> MATERIALS PROVIDED:
================
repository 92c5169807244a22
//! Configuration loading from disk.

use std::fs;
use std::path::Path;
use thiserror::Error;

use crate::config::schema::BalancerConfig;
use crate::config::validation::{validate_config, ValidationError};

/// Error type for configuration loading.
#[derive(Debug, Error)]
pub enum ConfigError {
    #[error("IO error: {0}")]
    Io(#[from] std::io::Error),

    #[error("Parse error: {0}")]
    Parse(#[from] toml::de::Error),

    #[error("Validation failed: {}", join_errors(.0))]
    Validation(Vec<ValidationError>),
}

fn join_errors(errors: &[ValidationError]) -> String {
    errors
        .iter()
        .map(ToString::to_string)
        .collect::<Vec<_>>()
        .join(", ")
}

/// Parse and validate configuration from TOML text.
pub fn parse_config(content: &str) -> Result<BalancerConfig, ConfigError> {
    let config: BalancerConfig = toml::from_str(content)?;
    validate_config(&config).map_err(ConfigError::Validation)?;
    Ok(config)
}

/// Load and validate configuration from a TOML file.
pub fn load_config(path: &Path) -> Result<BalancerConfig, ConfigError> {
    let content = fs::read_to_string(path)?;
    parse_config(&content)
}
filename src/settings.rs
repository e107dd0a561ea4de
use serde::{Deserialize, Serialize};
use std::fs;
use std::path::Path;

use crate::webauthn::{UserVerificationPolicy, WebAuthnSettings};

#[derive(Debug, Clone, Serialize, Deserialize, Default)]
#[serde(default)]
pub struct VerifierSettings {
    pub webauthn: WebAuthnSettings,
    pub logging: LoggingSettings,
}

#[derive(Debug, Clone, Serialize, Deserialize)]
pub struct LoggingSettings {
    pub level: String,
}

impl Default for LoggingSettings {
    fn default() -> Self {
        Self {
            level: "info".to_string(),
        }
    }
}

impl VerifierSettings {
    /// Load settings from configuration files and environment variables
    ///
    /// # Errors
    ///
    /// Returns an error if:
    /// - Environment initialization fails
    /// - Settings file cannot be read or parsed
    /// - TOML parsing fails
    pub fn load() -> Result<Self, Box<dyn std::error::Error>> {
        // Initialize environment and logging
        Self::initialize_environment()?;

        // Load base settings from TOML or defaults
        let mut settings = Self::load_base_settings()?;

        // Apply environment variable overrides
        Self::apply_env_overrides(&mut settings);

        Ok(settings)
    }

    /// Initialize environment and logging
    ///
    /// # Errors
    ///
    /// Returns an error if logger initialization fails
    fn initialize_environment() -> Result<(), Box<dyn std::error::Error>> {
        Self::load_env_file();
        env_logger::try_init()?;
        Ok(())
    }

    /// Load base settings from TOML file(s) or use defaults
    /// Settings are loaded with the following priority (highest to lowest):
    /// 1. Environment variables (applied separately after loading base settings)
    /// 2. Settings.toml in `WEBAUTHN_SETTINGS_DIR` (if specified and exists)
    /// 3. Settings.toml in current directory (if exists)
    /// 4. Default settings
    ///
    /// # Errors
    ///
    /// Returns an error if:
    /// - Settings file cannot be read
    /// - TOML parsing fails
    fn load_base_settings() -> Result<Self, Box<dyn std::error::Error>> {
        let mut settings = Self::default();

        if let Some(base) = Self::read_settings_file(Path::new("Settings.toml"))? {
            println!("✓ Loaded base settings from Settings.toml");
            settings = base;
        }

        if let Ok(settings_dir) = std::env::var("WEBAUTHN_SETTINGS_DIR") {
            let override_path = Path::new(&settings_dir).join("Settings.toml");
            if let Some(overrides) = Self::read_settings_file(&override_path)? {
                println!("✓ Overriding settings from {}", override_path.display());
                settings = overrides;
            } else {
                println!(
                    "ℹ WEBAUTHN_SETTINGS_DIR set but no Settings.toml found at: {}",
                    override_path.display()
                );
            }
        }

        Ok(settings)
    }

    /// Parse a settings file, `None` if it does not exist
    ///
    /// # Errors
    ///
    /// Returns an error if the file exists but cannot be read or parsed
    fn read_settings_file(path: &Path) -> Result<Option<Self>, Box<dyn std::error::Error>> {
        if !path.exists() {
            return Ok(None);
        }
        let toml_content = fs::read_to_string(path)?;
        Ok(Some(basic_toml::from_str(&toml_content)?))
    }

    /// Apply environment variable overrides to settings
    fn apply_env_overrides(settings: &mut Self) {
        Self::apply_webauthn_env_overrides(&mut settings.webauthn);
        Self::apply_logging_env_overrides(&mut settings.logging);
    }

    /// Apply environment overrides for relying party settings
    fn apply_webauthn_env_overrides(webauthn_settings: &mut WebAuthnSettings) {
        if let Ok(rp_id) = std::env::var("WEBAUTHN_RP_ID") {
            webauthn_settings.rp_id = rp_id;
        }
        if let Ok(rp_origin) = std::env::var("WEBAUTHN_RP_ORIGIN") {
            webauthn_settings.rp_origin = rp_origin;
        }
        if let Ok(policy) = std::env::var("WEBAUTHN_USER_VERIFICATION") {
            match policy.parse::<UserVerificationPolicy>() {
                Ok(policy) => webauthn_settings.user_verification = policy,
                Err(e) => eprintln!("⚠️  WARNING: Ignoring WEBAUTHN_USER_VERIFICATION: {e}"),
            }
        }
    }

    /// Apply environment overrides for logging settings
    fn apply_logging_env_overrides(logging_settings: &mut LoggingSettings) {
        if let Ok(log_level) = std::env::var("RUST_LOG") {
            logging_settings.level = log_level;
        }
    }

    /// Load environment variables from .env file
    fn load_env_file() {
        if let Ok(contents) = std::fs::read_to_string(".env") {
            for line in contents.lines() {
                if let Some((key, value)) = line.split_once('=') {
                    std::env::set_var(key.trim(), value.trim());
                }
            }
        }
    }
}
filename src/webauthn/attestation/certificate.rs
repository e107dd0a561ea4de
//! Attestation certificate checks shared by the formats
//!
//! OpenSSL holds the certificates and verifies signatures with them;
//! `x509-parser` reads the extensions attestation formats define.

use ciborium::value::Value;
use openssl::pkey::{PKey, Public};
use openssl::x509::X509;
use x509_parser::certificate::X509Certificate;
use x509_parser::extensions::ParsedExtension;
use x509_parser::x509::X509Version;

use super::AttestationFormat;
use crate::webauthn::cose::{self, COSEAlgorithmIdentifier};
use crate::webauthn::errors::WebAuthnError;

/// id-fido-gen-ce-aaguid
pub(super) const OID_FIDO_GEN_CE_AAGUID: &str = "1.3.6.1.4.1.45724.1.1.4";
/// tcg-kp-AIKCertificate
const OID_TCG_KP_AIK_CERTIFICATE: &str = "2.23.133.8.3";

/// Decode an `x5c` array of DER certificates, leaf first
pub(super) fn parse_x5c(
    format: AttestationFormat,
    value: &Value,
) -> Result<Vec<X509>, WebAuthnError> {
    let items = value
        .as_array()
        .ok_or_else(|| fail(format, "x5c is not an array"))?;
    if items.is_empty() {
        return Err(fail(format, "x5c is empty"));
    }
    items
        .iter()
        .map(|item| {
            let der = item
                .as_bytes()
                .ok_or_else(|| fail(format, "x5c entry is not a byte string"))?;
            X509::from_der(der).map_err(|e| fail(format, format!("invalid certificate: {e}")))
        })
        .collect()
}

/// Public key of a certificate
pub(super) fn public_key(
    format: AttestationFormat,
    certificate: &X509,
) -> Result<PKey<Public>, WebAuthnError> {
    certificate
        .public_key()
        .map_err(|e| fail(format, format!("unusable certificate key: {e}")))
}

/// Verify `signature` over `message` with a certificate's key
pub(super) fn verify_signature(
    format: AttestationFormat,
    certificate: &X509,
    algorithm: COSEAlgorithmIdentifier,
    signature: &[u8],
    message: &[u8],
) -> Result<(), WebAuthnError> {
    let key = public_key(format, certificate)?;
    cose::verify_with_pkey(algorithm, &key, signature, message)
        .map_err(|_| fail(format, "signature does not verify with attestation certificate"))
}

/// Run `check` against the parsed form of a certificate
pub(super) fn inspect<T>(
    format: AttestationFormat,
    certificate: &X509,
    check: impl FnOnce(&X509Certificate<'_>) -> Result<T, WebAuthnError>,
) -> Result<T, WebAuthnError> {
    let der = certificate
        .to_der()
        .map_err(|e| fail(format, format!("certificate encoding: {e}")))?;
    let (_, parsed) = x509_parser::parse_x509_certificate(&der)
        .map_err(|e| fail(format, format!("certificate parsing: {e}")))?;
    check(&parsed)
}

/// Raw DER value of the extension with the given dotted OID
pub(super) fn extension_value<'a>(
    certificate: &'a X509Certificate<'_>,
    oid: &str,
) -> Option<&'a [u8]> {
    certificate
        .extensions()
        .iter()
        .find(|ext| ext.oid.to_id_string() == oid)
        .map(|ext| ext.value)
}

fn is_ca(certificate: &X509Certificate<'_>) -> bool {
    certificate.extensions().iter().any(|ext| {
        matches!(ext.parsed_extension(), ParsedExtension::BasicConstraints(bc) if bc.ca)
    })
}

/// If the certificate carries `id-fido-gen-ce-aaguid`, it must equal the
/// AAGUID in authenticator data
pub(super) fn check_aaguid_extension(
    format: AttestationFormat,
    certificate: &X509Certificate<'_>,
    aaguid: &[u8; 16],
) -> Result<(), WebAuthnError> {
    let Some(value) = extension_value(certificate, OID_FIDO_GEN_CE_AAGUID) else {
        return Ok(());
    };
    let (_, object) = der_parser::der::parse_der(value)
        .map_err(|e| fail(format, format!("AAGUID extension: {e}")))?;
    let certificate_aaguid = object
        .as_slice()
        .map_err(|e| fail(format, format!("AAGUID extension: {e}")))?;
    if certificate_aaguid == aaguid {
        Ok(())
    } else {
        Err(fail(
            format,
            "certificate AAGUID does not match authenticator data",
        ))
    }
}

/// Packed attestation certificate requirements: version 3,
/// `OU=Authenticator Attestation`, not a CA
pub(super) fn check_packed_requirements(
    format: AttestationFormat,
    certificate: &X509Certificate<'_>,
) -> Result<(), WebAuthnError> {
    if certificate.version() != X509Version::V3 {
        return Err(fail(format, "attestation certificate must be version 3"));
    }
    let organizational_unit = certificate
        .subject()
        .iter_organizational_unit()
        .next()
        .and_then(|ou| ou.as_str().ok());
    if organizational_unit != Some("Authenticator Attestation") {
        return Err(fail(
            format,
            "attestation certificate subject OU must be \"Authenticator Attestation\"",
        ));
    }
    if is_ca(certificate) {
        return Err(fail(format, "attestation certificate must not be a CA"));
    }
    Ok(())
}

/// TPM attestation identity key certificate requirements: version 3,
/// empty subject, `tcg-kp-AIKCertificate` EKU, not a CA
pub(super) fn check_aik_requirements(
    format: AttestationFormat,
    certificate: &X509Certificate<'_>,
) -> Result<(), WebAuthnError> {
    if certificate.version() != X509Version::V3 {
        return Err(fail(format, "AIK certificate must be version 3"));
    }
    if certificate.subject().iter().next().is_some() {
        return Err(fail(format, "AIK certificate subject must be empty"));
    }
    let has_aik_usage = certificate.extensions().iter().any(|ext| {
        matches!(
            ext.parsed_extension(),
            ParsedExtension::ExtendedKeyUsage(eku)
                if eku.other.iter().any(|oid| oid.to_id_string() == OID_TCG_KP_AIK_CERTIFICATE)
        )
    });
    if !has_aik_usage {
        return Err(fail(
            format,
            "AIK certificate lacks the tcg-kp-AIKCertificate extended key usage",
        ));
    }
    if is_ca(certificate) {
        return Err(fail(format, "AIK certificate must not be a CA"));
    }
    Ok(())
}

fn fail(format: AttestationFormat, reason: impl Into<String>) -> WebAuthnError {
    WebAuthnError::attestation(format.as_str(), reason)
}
================
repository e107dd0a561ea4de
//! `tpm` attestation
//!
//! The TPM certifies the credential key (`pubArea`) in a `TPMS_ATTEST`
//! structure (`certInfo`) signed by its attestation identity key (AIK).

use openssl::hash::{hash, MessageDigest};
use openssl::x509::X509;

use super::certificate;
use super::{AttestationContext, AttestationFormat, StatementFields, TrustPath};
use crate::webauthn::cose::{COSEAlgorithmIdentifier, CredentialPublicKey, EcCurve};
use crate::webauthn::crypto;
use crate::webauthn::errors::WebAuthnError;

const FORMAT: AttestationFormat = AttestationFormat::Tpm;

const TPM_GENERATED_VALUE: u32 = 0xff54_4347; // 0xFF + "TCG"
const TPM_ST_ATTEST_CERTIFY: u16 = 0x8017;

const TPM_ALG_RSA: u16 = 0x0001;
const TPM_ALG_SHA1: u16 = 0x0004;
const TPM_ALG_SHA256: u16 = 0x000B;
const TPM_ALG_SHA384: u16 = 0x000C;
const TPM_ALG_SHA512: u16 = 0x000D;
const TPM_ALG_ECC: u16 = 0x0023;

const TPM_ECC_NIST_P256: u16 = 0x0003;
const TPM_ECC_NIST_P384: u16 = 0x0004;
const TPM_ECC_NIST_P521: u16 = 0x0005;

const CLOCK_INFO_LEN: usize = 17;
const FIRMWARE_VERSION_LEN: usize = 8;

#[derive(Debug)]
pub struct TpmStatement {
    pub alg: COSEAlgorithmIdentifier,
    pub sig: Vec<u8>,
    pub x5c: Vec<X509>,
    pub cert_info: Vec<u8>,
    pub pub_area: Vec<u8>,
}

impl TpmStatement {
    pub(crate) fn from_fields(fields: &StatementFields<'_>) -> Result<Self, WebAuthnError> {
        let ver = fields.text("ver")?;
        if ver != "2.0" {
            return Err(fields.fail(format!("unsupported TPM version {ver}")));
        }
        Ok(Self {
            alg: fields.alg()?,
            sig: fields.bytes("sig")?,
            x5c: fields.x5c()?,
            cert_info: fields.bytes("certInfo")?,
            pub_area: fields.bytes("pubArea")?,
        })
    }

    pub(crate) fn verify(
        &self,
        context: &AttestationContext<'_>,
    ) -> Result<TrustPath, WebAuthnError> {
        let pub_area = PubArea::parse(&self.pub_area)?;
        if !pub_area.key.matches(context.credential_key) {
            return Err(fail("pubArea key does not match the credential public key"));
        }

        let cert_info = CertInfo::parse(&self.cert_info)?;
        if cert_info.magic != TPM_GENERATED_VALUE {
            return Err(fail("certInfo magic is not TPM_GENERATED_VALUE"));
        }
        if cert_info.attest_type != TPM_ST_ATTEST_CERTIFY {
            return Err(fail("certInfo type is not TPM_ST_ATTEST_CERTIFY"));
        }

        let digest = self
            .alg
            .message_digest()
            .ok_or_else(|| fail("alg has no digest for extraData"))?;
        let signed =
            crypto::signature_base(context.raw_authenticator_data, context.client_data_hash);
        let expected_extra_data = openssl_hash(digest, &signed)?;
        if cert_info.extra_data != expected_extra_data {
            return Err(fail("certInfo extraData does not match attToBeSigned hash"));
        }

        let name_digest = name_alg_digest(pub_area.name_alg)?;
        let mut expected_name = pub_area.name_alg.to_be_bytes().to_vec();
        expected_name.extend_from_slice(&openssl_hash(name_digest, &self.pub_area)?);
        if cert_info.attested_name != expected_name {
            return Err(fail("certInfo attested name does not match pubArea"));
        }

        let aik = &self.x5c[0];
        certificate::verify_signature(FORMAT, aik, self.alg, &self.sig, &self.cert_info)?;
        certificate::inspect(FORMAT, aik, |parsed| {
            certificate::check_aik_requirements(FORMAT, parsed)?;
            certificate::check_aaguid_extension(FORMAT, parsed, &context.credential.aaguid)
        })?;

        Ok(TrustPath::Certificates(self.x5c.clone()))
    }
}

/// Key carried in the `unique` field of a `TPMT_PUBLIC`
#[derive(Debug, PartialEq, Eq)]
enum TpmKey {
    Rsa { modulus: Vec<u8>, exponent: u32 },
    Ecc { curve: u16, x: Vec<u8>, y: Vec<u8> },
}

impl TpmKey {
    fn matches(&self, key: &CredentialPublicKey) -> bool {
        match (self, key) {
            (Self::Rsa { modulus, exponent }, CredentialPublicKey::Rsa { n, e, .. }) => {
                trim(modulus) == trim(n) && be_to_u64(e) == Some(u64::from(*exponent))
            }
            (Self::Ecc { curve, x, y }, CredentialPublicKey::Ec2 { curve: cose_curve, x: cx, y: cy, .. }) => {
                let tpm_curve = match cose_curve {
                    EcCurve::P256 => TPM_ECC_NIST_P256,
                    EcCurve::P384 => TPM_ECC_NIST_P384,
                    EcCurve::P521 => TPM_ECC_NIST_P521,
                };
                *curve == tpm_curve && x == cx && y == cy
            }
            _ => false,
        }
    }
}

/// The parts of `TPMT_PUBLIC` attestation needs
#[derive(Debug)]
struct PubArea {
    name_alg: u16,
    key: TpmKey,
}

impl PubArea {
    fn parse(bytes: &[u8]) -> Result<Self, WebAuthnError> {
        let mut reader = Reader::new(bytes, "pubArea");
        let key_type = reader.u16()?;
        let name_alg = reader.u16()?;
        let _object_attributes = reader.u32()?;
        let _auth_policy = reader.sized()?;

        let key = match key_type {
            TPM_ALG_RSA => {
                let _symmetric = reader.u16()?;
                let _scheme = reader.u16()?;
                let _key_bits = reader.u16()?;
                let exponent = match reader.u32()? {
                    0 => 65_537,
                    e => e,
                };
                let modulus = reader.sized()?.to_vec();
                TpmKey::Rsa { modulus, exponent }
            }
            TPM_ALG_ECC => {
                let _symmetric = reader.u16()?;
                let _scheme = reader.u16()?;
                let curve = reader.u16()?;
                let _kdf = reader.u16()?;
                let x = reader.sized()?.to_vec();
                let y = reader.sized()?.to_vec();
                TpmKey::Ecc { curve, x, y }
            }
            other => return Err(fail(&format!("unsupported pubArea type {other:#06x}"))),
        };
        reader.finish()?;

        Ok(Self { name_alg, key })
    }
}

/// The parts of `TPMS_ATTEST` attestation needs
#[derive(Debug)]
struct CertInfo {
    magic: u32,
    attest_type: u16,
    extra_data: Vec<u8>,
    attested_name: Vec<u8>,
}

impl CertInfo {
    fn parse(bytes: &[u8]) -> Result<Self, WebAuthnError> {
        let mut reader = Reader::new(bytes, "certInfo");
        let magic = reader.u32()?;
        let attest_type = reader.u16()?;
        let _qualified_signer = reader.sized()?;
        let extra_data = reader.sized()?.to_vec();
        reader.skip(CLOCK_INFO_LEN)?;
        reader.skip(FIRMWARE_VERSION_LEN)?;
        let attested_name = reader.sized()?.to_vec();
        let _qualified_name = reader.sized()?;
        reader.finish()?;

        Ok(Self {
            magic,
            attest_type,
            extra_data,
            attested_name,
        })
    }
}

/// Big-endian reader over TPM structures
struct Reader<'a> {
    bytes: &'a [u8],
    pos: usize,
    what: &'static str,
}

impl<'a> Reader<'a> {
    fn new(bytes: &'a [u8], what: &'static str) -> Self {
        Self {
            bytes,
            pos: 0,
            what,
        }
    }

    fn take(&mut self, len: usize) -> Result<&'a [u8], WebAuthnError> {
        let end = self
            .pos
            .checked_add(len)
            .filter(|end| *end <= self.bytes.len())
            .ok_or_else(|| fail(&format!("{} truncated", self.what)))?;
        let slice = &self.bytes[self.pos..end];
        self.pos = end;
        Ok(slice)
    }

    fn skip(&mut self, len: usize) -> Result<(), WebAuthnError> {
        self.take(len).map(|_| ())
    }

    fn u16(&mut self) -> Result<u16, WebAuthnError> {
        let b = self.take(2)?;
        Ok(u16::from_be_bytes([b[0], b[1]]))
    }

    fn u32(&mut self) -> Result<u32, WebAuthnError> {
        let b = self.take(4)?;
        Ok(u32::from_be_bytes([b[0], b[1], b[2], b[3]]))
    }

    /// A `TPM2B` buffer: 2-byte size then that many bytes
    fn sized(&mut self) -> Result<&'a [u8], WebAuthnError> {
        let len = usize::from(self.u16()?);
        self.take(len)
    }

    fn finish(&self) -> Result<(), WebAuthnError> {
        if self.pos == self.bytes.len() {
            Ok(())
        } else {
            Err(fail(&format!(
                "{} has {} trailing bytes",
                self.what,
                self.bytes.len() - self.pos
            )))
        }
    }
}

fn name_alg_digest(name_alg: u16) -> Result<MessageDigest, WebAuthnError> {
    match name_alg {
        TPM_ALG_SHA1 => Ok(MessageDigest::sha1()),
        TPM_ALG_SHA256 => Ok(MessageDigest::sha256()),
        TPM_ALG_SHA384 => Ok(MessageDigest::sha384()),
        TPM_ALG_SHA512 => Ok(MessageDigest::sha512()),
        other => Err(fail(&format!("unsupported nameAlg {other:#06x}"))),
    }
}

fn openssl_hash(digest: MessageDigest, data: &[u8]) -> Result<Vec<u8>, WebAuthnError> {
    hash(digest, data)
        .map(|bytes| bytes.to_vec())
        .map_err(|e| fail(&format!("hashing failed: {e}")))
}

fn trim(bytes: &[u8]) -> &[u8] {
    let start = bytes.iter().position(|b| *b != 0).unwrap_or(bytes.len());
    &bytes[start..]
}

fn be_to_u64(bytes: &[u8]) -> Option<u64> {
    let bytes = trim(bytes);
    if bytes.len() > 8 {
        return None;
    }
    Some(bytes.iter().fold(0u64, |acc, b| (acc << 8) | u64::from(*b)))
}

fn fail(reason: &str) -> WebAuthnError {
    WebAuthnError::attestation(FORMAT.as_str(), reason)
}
================
> TASK STATEMENT:
From the material above, set down exactly the lines starting at the one with "let name_digest = name_alg_digest(pub_area.name_alg)?;" and ending at the one with "fn matches(&self, key: &CredentialPublicKey)", end lines included.

> REPLY:
        let name_digest = name_alg_digest(pub_area.name_alg)?;
        let mut expected_name = pub_area.name_alg.to_be_bytes().to_vec();
        expected_name.extend_from_slice(&openssl_hash(name_digest, &self.pub_area)?);
        if cert_info.attested_name != expected_name {
            return Err(fail("certInfo attested name does not match pubArea"));
        }

        let aik = &self.x5c[0];
        certificate::verify_signature(FORMAT, aik, self.alg, &self.sig, &self.cert_info)?;
        certificate::inspect(FORMAT, aik, |parsed| {
            certificate::check_aik_requirements(FORMAT, parsed)?;
            certificate::check_aaguid_extension(FORMAT, parsed, &context.credential.aaguid)
        })?;

        Ok(TrustPath::Certificates(self.x5c.clone()))
    }
}

/// Key carried in the `unique` field of a `TPMT_PUBLIC`
#[derive(Debug, PartialEq, Eq)]
enum TpmKey {
    Rsa { modulus: Vec<u8>, exponent: u32 },
    Ecc { curve: u16, x: Vec<u8>, y: Vec<u8> },
}

impl TpmKey {
    fn matches(&self, key: &CredentialPublicKey) -> bool {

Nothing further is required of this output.